His comments come on the heels of news that several Syrian families are leaving Saint John for larger cities, such as Toronto, Montreal and Vancouver, seeking jobs or to be reunited with relatives and friends.
Arseneault said he's not surprised. "Look, they were in a situation that doesn't happen every day. [It was] very drastic for all these Syrians to have to be pushed out of their country and sent all over the world, including Canada," he said.
"So we're conscious that some of them would like to maybe reconnect with their families that may be elsewhere, or [other] factors that may explain why they want to move."
But Arseneault pointed out 95 per cent of the refugees have chosen to stay and said the government is "working hard" to try to keep the newcomers here by providing opportunities, such as English language training.

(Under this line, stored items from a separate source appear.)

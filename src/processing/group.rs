//! Group-and-sum for [`crate::types::DataSet`].

use std::collections::BTreeMap;

use crate::error::{IngestionError, IngestionResult};
use crate::types::DataSet;

/// Sum `value_columns` per distinct value of `key`.
///
/// Groups come back sorted by key. Rows with a null key are skipped; null values count as zero.
/// Keys are compared by their text rendering, so `Int64(1)` and `Utf8("1")` share a group.
pub fn group_sum(
    dataset: &DataSet,
    key: &str,
    value_columns: &[&str],
) -> IngestionResult<Vec<(String, Vec<f64>)>> {
    let index = |name: &str| {
        dataset
            .schema
            .index_of(name)
            .ok_or_else(|| IngestionError::unknown_column(name))
    };
    let key_idx = index(key)?;
    let value_idxs = value_columns
        .iter()
        .map(|c| index(*c))
        .collect::<IngestionResult<Vec<_>>>()?;

    let mut groups: BTreeMap<String, Vec<f64>> = BTreeMap::new();
    for row in &dataset.rows {
        let Some(k) = row.get(key_idx).filter(|v| !v.is_null()) else {
            continue;
        };
        let sums = groups
            .entry(k.to_string())
            .or_insert_with(|| vec![0.0; value_idxs.len()]);
        for (sum, &idx) in sums.iter_mut().zip(&value_idxs) {
            *sum += row.get(idx).and_then(|v| v.as_f64()).unwrap_or(0.0);
        }
    }

    Ok(groups.into_iter().collect())
}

'There's more work to be done'
Asked about job opportunities, Arseneault acknowledged "there's more work to be done" and that it's not happening fast enough for some people, with only an estimated 103 Syrian family heads currently employed.

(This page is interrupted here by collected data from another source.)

use std::sync::Arc;

use lb_budget::analysis::{compare_totals, district_totals, funding_counts, unused_funds, FundingCounts};
use lb_budget::ingestion::{
    process_files, process_paths, InMemoryCache, IngestionFormat, IngestionOptions, Pipeline, ProcessCache, RawFile,
};
use lb_budget::types::{columns, DataSet, Schema, Value};
use lb_budget::IngestionError;

const HEADER: &str = "Code,LBType,Tot,TotExp,Sector,District\n";

fn csv_file(name: &str, body: &str) -> RawFile {
    RawFile::new(name, format!("{HEADER}{body}"))
}

fn codes(ds: &DataSet) -> Vec<String> {
    ds.column(columns::CODE).unwrap().map(|v| v.to_string()).collect()
}

fn differences(ds: &DataSet) -> Vec<f64> {
    ds.column(columns::DIFFERENCE)
        .unwrap()
        .map(|v| v.as_f64().unwrap())
        .collect()
}

#[test]
fn two_file_example_drops_blank_code_and_keeps_order() {
    let a = csv_file("a.csv", "1,X,100,80,S1,D1\n");
    let b = csv_file("b.csv", ",Y,0,0,S2,D2\n2,Y,50,50,S2,D2\n");

    let ds = process_files(&[a, b], &IngestionOptions::default()).unwrap();
    assert_eq!(ds.row_count(), 2);
    assert_eq!(codes(&ds), vec!["1", "2"]);
    assert_eq!(differences(&ds), vec![20.0, 0.0]);
}

#[test]
fn empty_file_set_yields_canonical_empty_table() {
    let ds = process_files(&[], &IngestionOptions::default()).unwrap();
    assert_eq!(ds.row_count(), 0);
    assert_eq!(ds.schema, Schema::canonical());
}

#[test]
fn every_row_satisfies_the_output_contract() {
    let ds = process_paths(
        &["tests/fixtures/district_a.csv", "tests/fixtures/district_b.csv"],
        &IngestionOptions::default(),
    )
    .unwrap();

    for i in 0..ds.row_count() {
        let code = ds.value(i, columns::CODE).unwrap();
        assert!(matches!(code, Value::Utf8(s) if !s.is_empty()));

        let tot = ds.value(i, columns::TOT).unwrap().as_f64().unwrap();
        let exp = ds.value(i, columns::TOT_EXP).unwrap().as_f64().unwrap();
        let diff = ds.value(i, columns::DIFFERENCE).unwrap().as_f64().unwrap();
        assert_eq!(diff, tot - exp);
    }
}

#[test]
fn concatenation_follows_arrival_order() {
    let paths = ["tests/fixtures/district_a.csv", "tests/fixtures/district_b.csv"];
    let ab = process_paths(&paths, &IngestionOptions::default()).unwrap();
    assert_eq!(codes(&ab), vec!["KL-001", "KL-002", "KL-003", "KL-101", "KL-102"]);

    let ba = process_paths(&[paths[1], paths[0]], &IngestionOptions::default()).unwrap();
    assert_eq!(codes(&ba), vec!["KL-101", "KL-102", "KL-001", "KL-002", "KL-003"]);
}

#[test]
fn extra_columns_are_passed_through_and_null_filled() {
    let ds = process_paths(
        &["tests/fixtures/district_a.csv", "tests/fixtures/district_b.csv"],
        &IngestionOptions::default(),
    )
    .unwrap();
    let names: Vec<&str> = ds.schema.field_names().collect();
    assert_eq!(
        names,
        vec!["Code", "LBType", "Tot", "TotExp", "Sector", "District", "Ward", "Difference"]
    );
    assert_eq!(ds.value(0, "Ward"), Some(&Value::Int64(3)));
    assert_eq!(ds.value(3, "Ward"), Some(&Value::Null));
}

#[test]
fn schema_failure_in_any_file_fails_the_whole_call() {
    let good = RawFile::from_path("tests/fixtures/district_a.csv").unwrap();
    let bad = RawFile::from_path("tests/fixtures/missing_sector.csv").unwrap();

    let err = process_files(&[good, bad], &IngestionOptions::default()).unwrap_err();
    match err {
        IngestionError::SchemaMismatch { file, missing } => {
            assert_eq!(file, "missing_sector.csv");
            assert_eq!(missing, vec!["Sector"]);
        }
        other => panic!("unexpected error: {other}"),
    }
}

#[test]
fn first_failing_file_wins() {
    let missing = RawFile::new("first.csv", "Code,Tot\n1,1\n");
    let unknown = RawFile::new("second.txt", "whatever");
    let err = process_files(&[missing, unknown], &IngestionOptions::default()).unwrap_err();
    assert_eq!(err.file(), Some("first.csv"));
}

#[test]
fn unsupported_extension_is_a_format_error() {
    let err = process_files(&[RawFile::new("budget.pdf", "%PDF")], &IngestionOptions::default())
        .unwrap_err();
    assert!(matches!(err, IngestionError::Format { ref file, .. } if file == "budget.pdf"));
}

#[test]
fn forced_csv_format_reads_any_name() {
    let opts = IngestionOptions {
        format: Some(IngestionFormat::Csv),
        ..Default::default()
    };
    let ds = process_files(&[csv_file("upload", "9,X,5,2,S,D\n")], &opts).unwrap();
    assert_eq!(differences(&ds), vec![3.0]);
}

#[test]
fn repeated_processing_is_idempotent() {
    let files = vec![
        RawFile::from_path("tests/fixtures/district_a.csv").unwrap(),
        RawFile::from_path("tests/fixtures/district_b.csv").unwrap(),
    ];
    let first = process_files(&files, &IngestionOptions::default()).unwrap();
    let second = process_files(&files, &IngestionOptions::default()).unwrap();
    assert_eq!(first, second);
}

#[test]
fn pipeline_serves_identical_content_from_cache() {
    let cache = Arc::new(InMemoryCache::new());
    let pipeline = Pipeline::new(IngestionOptions::default()).with_cache(cache.clone());

    let files = vec![csv_file("a.csv", "1,X,100,80,S1,D1\n")];
    let first = pipeline.process(&files).unwrap();
    assert_eq!(cache.len(), 1);

    // Fresh RawFile values with the same bytes hit the same entry.
    let same = vec![csv_file("a.csv", "1,X,100,80,S1,D1\n")];
    let second = pipeline.process(&same).unwrap();
    assert!(Arc::ptr_eq(&first, &second));
    assert_eq!(cache.len(), 1);

    let edited = vec![csv_file("a.csv", "1,X,100,90,S1,D1\n")];
    let third = pipeline.process(&edited).unwrap();
    assert!(!Arc::ptr_eq(&first, &third));
    assert_eq!(differences(&third), vec![10.0]);
    assert_eq!(cache.len(), 2);
}

#[test]
fn pipeline_does_not_cache_failures() {
    let cache = Arc::new(InMemoryCache::new());
    let pipeline = Pipeline::default().with_cache(cache.clone());

    let bad = vec![RawFile::new("bad.csv", "Code\n1\n")];
    assert!(pipeline.process(&bad).is_err());
    assert!(cache.is_empty());
}

#[test]
fn cache_invalidation_forces_reprocessing() {
    let cache = Arc::new(InMemoryCache::new());
    let pipeline = Pipeline::default().with_cache(cache.clone());
    let files = vec![csv_file("a.csv", "1,X,1,1,S,D\n")];

    let first = pipeline.process(&files).unwrap();
    assert!(cache.invalidate(&pipeline.fingerprint(&files)));
    let second = pipeline.process(&files).unwrap();
    assert!(!Arc::ptr_eq(&first, &second));
    assert_eq!(*first, *second);
}

#[test]
fn uncached_pipeline_still_processes() {
    let out = Pipeline::default()
        .process(&[csv_file("a.csv", "1,X,3,1,S,D\n")])
        .unwrap();
    assert_eq!(differences(&out), vec![2.0]);
}

#[test]
fn analyses_run_on_unified_output() {
    let ds = process_paths(
        &["tests/fixtures/district_a.csv", "tests/fixtures/district_b.csv"],
        &IngestionOptions::default(),
    )
    .unwrap();

    let totals = compare_totals(&ds).unwrap();
    assert_eq!(totals.total_income, 120000.0 + 50000.0 + 25000.0 + 10000.0);
    assert_eq!(totals.total_expense, 95000.5 + 30000.0 + 10000.0);

    assert_eq!(
        funding_counts(&ds).unwrap(),
        FundingCounts {
            funded: 4,
            not_funded: 1
        }
    );

    let districts = district_totals(&ds).unwrap();
    assert_eq!(districts.len(), 2);
    assert_eq!(districts[0].district, "Idukki");
    assert_eq!(districts[1].total_income, 170000.0);

    assert_eq!(codes(&unused_funds(&ds).unwrap()), vec!["KL-002"]);
}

"When it comes to jobs, we're never satisfied. We always want to create more jobs and more jobs," for all New Brunswickers, he said.
"I want 100 per cent employment. Is that feasible? Maybe not, but that's the goal we need to have, we have to give opportunities to everyone.
What can we improve here in New Brunswick to make sure that before we start having too [many] refugees coming in that we're able to give them the proper home that they need and the tools that they need to do that?- Donald Arseneault, minister
"If you want to work and you're willing and able to work, we should do everything we can to provide you with that opportunity."
Arseneault expects English language training will help open up more job opportunities for the refugees once they're better able to communicate with their co-workers or customers or clients.
Former New Brunswick premier Frank McKenna has suggested refugees should have to sign a contract committing to stay for two years.
Arseneault did not offer an opinion on the idea, but said it could come up at a provincial ministers' meeting with federal Minister of Immigration, Refugees and Citizenship John McCallum in Winnipeg next month.
"There's no doubt Syrian refugees is going to be on the agenda — what has worked, what has been problematic for provinces. So these are things, we're going to have those discussions," he said.
New Brunswick will also be conducting its own analysis, said Arseneault.
"What has worked? What didn't work? What can we improve here in New Brunswick to make sure that before we start having too [many] refugees coming in that we're able to give them the proper home that they need and the tools that they need to do that?"